Writing in a World Gone Mad

I was emailing back and forth with a good friend of mine yesterday, and found out she had some bad publishing news. She’d been working on a project with two other authors who are among the higher echelons of the publishing world,  and those of us who knew about it were really, really looking forward to seeing it in print. Unfortunately, it won’t get there. It was rejected.

Big time bummer, to put it mildly.

But that’s life in the publishing industry. She asked, on a cheerier note, how goes the writing? My response? That’s a cheerier note?

My lack of production for the last several years has been a sore spot with me. When I first started writing seriously about 2001, I would knock out several pages a day. This was with three boys, one of whom was still in infancy. I was unstoppable. Or so I thought.
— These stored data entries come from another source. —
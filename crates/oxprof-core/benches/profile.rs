//! Profile Benchmarks
//!
//! Hashing, re-serialization and rank sorting on synthetic profiles.

use std::sync::Arc;

use criterion::{BenchmarkId, Criterion, Throughput, black_box, criterion_group, criterion_main};
use oxprof_core::hash::{compute_md5, profile_hash};
use oxprof_core::icc::{TagEntry, align4, table_end, write_tag_table};
use oxprof_core::{
    CodecRegistry, HashSource, LoadOptions, ParentKind, Profile, RefContainer, Signature, TagValue,
};

/// Profile with `count` text tags of `text_len` bytes each
fn generate_profile(count: usize, text_len: usize) -> Vec<u8> {
    let registry = CodecRegistry::global();
    let text: String = (0..text_len).map(|i| (b'a' + (i % 26) as u8) as char).collect();
    let block = registry
        .encode(Signature::TYPE_TEXT, &[TagValue::text(text)], 4)
        .unwrap_or_default();

    let mut offset = table_end(count);
    let mut entries = Vec::with_capacity(count);
    for i in 0..count {
        entries.push(TagEntry {
            signature: Signature(0x7430_0000 + i as u32),
            offset: offset as u32,
            size: block.len() as u32,
        });
        offset = align4(offset + block.len());
    }

    let mut data = vec![0u8; offset];
    data[0..4].copy_from_slice(&(offset as u32).to_be_bytes());
    data[8..12].copy_from_slice(&[4, 0x30, 0, 0]);
    data[16..20].copy_from_slice(b"RGB ");
    data[36..40].copy_from_slice(b"acsp");
    write_tag_table(&mut data, &entries);
    for entry in &entries {
        let start = entry.offset as usize;
        data[start..start + block.len()].copy_from_slice(&block);
    }
    data
}

fn bench_hash(c: &mut Criterion) {
    let mut group = c.benchmark_group("hash");

    for tags in [4, 32, 256].iter() {
        let data = generate_profile(*tags, 200);
        group.throughput(Throughput::Bytes(data.len() as u64));

        group.bench_with_input(BenchmarkId::new("compute_md5", tags), &data, |b, data| {
            b.iter(|| compute_md5(black_box(data)))
        });

        group.bench_with_input(BenchmarkId::new("header_or_compute", tags), &data, |b, data| {
            b.iter(|| profile_hash(black_box(data), HashSource::Header))
        });
    }

    group.finish();
}

fn bench_get_mem(c: &mut Criterion) {
    let mut group = c.benchmark_group("get_mem");

    for tags in [4, 32, 256].iter() {
        let data = generate_profile(*tags, 200);
        let Ok(mut profile) = Profile::from_memory(&data, LoadOptions::default()) else {
            continue;
        };

        group.bench_with_input(BenchmarkId::new("unmodified", tags), &profile, |b, profile| {
            b.iter(|| black_box(profile.get_mem()))
        });

        if profile.add_tag_text(Signature::DESC, "Replaced").is_ok() {
            group.bench_with_input(BenchmarkId::new("regenerated", tags), &profile, |b, profile| {
                b.iter(|| black_box(profile.get_mem()))
            });
        }
    }

    group.finish();
}

fn bench_sort_by_rank(c: &mut Criterion) {
    let mut group = c.benchmark_group("sort_by_rank");

    for size in [16, 256, 1024].iter() {
        let ranks: Vec<i32> = (0..*size).map(|i| ((i * 37) % 23) as i32 - 11).collect();

        group.bench_with_input(BenchmarkId::from_parameter(size), &ranks, |b, ranks| {
            b.iter(|| {
                let mut list = RefContainer::new(ParentKind::Detached);
                for i in 0..ranks.len() {
                    let _ = list.move_in(Arc::new(i), None);
                }
                let mut ranks = ranks.clone();
                list.sort_by_rank(&mut ranks);
                black_box(list.count())
            })
        });
    }

    group.finish();
}

criterion_group!(benches, bench_hash, bench_get_mem, bench_sort_by_rank);
criterion_main!(benches);
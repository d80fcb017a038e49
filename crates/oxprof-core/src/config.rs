//! Settings
//!
//! Profile search paths, the file names configured for standard roles
//! and the locale used for implicit text selection. Settings are plain
//! data: load them from JSON, layer environment overrides on top, and
//! hand them to a [`crate::ProfileCache`].

use std::collections::BTreeMap;
use std::env;
use std::path::{Path, PathBuf};
use std::sync::RwLock;
use std::time::Duration;

use serde::{Deserialize, Serialize};

use crate::error::{Error, Result};
use crate::role::StandardRole;

/// Sub directory below each XDG data dir holding ICC profiles
const ICC_SUBDIR: &str = "color/icc";

/// Environment variable naming a JSON settings file
pub const CONFIG_ENV: &str = "OXPROF_CONFIG";

/// Environment variable with extra search directories (`:` separated)
pub const PATH_ENV: &str = "OXPROF_PATH";

/// Profile lookup settings
#[derive(Debug, Clone, PartialEq, Serialize, Deserialize)]
#[serde(default)]
pub struct Settings {
    /// Ordered profile directories
    pub search_paths: Vec<PathBuf>,
    /// Install target for new profiles
    pub user_path: Option<PathBuf>,
    /// Role key (`"editing_rgb"`) to profile file name
    pub roles: BTreeMap<String, String>,
    /// `"de_DE"` style locale override
    pub locale: Option<String>,
    /// Deadline for a full profile scan
    pub scan_timeout_ms: Option<u64>,
}

impl Default for Settings {
    fn default() -> Self {
        // XDG_DATA_HOME, else ~/.local/share
        let data_home = dirs_next::data_dir();
        let data_dirs = env::var("XDG_DATA_DIRS")
            .unwrap_or_else(|_| "/usr/local/share:/usr/share".to_string());

        let mut search_paths: Vec<PathBuf> = Vec::new();
        if let Some(home) = &data_home {
            search_paths.push(home.join(ICC_SUBDIR));
        }
        search_paths.extend(
            data_dirs
                .split(':')
                .filter(|d| !d.is_empty())
                .map(|d| Path::new(d).join(ICC_SUBDIR)),
        );
        if let Some(home) = dirs_next::home_dir() {
            search_paths.push(home.join(".color/icc"));
        }

        Self {
            search_paths,
            user_path: data_home.map(|h| h.join(ICC_SUBDIR)),
            roles: StandardRole::ALL
                .iter()
                .map(|role| (role.key().to_string(), role.default_file().to_string()))
                .collect(),
            locale: None,
            scan_timeout_ms: None,
        }
    }
}

impl Settings {
    /// Settings without search paths or roles
    pub fn empty() -> Self {
        Self {
            search_paths: Vec::new(),
            user_path: None,
            roles: BTreeMap::new(),
            locale: None,
            scan_timeout_ms: None,
        }
    }

    /// Read a JSON settings file; missing fields keep their defaults
    pub fn from_file(path: impl AsRef<Path>) -> Result<Self> {
        let path = path.as_ref();
        let text = std::fs::read_to_string(path)
            .map_err(|e| Error::Config(format!("{}: {}", path.display(), e)))?;
        Ok(serde_json::from_str(&text)?)
    }

    /// Defaults, then `OXPROF_CONFIG`, then `OXPROF_PATH`
    pub fn from_env() -> Result<Self> {
        let mut settings = match env::var_os(CONFIG_ENV) {
            Some(path) => Self::from_file(path)?,
            None => Self::default(),
        };

        if let Ok(extra) = env::var(PATH_ENV) {
            let mut paths: Vec<PathBuf> = extra
                .split(':')
                .filter(|p| !p.is_empty())
                .map(PathBuf::from)
                .collect();
            paths.append(&mut settings.search_paths);
            settings.search_paths = paths;
        }

        Ok(settings)
    }

    /// Configured file name for `role`
    pub fn role_file(&self, role: StandardRole) -> Option<&str> {
        self.roles
            .get(role.key())
            .map(String::as_str)
            .filter(|name| !name.is_empty())
    }

    pub fn set_role_file(&mut self, role: StandardRole, file_name: impl Into<String>) {
        self.roles.insert(role.key().to_string(), file_name.into());
    }

    pub fn scan_timeout(&self) -> Option<Duration> {
        self.scan_timeout_ms.map(Duration::from_millis)
    }

    /// Make the locale override the process locale
    pub fn apply_locale(&self) {
        if let Some(locale) = &self.locale {
            set_process_locale(Some(Locale::parse(locale)));
        }
    }
}

/// Language and country pair, empty when unknown
#[derive(Debug, Clone, PartialEq, Eq, Default)]
pub struct Locale {
    pub language: String,
    pub country: String,
}

impl Locale {
    /// Parse `"de_DE.UTF-8@euro"` style names
    pub fn parse(name: &str) -> Self {
        let name = name.split(['.', '@']).next().unwrap_or("");
        if name == "C" || name == "POSIX" {
            return Self::default();
        }
        let (language, country) = name.split_once('_').unwrap_or((name, ""));
        Self {
            language: language.to_string(),
            country: country.to_string(),
        }
    }
}

static LOCALE_OVERRIDE: RwLock<Option<Locale>> = RwLock::new(None);

/// Override the locale reported by [`process_locale`]; `None` restores
/// the environment lookup
pub fn set_process_locale(locale: Option<Locale>) {
    let mut guard = LOCALE_OVERRIDE
        .write()
        .unwrap_or_else(std::sync::PoisonError::into_inner);
    *guard = locale;
}

/// Locale for implicit text selection
///
/// An override set through [`set_process_locale`] wins; otherwise the
/// first non-empty of `LC_ALL`, `LC_MESSAGES` and `LANG` is used.
pub fn process_locale() -> Locale {
    let guard = LOCALE_OVERRIDE
        .read()
        .unwrap_or_else(std::sync::PoisonError::into_inner);
    if let Some(locale) = guard.as_ref() {
        return locale.clone();
    }
    ["LC_ALL", "LC_MESSAGES", "LANG"]
        .iter()
        .filter_map(|var| env::var(var).ok())
        .find(|v| !v.is_empty())
        .map(|v| Locale::parse(&v))
        .unwrap_or_default()
}
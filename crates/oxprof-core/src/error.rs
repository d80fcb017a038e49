//! Error types for oxprof

use thiserror::Error;

use crate::icc::{IccError, Signature};

/// Result type for oxprof operations
pub type Result<T> = std::result::Result<T, Error>;

/// Errors that can occur in oxprof operations
#[derive(Error, Debug)]
#[non_exhaustive]
pub enum Error {
    /// File or standard role could not be resolved
    #[error("Not found: {0}")]
    NotFound(String),

    /// I/O error
    #[error("I/O error: {0}")]
    Io(#[from] std::io::Error),

    /// Header magic or size sanity check failed
    #[error("Corrupted profile: {0}")]
    Corrupted(String),

    /// No registered codec handles the requested tag type
    #[error("No codec for tag type '{tag_type}' (version {version})")]
    NoCodec { tag_type: Signature, version: u8 },

    /// A handle was used as a kind it is not
    #[error("Type mismatch: expected {expected}, found {found}")]
    TypeMismatch {
        expected: &'static str,
        found: &'static str,
    },

    /// Growing a container failed
    #[error("Allocation failed")]
    AllocationFailed,

    /// Low level ICC layout error
    #[error(transparent)]
    Icc(#[from] IccError),

    /// Settings file could not be read or parsed
    #[error("Configuration error: {0}")]
    Config(String),

    /// A profile with the same description or file name is already installed
    #[error("Profile already installed: {0}")]
    AlreadyInstalled(String),

    /// A scan was aborted by its cancellation token or deadline
    #[error("Operation cancelled")]
    Cancelled,
}

impl From<serde_json::Error> for Error {
    fn from(err: serde_json::Error) -> Self {
        Self::Config(err.to_string())
    }
}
Every summer my productivity would lag. The summer slump, I called it. But come fall, I’d go all gangbusters again and make up for it. I wrote four books in three years, one of which was well over 700 pages. Oy! War and Peace anyone?
But now, not so much. For some reason, my summer slump in about 2004 has turned into a permanent one. Oh, I still write in my head all the time and even manage to get a bit onto paper every now and then.  But every day like I used to? It doesn’t happen, which makes me feel like a fraud.

Am I a writer? Yes. Have I been paid for my writing? Yes. Am I actively writing? Weeeellll…

I quit freelancing about two years ago because it was just too damned much work for too little return. And it was distracting me from my fiction work, I said. Justifying my perpetual summer slump. I still love writing, there’s no doubt about that, so why am I not productive?

I figured out that answer yesterday with my friend’s email.

I now know too much. I went in thinking I’d get published within a couple of years, and my advance would be in the six figure range. I know now that was a pipe dream. It’s nearly  impossible to get published to begin with, I’ve learned. And it’s a helluva lot of hard work and pounding of heads against brick walls. I’m up to that – rejections don’t bother me anymore. Much. But there’s a step beyond I was just able to articulate less than 24 hours ago.

Once you get published, it’s a bitch to stay that way.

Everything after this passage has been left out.